Exercise objective:
Report each line below that carries the word "layers".

Material provided:
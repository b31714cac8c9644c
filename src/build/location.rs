//! Where a build's results live in the cache.
//!
//! Pure path arithmetic, nothing touches the filesystem.

use std::path::{Path, PathBuf};

use super::{BuildReference, Layer};
use crate::constants::{ARCHIVE_FILE_NAME, LAYER_ARTIFACT_SUBPATH};
use crate::repository::BuildStatus;

/// The cache directory of one build reference.
#[derive(Debug, Clone, PartialEq, Eq)]
pub struct BuildResultLocation {
    dir: PathBuf,
}

impl BuildResultLocation {
    /// `<cache_root>/<reference>`.
    pub fn new(cache_root: impl AsRef<Path>, reference: &BuildReference) -> Self {
        Self {
            dir: cache_root.as_ref().join(reference),
        }
    }

    /// Location under the cache root reported by `status`.
    pub fn for_reference(status: &dyn BuildStatus, reference: &BuildReference) -> Self {
        Self::new(status.cache_root(), reference)
    }

    #[must_use]
    pub fn dir(&self) -> &Path {
        &self.dir
    }

    /// `<dir>/dojo.zip`
    #[must_use]
    pub fn archive_path(&self) -> PathBuf {
        self.dir.join(ARCHIVE_FILE_NAME)
    }

    /// `<dir>/dojo/dojo/<layer name>`
    ///
    /// Layer names are joined as given. Callers pass layers from a validated
    /// [`BuildParameters`](super::BuildParameters), whose names are single
    /// path segments.
    #[must_use]
    pub(crate) fn layer_output(&self, layer: &Layer) -> PathBuf {
        self.dir.join(LAYER_ARTIFACT_SUBPATH).join(&layer.name)
    }

    /// Output path of every layer, in layer order.
    #[must_use]
    pub(crate) fn layer_outputs(&self, layers: &[Layer]) -> Vec<PathBuf> {
        layers.iter().map(|layer| self.layer_output(layer)).collect()
    }
}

Your response:
    /// Layer names are joined as given. Callers pass layers from a validated
    pub(crate) fn layer_outputs(&self, layers: &[Layer]) -> Vec<PathBuf> {
        layers.iter().map(|layer| self.layer_output(layer)).collect()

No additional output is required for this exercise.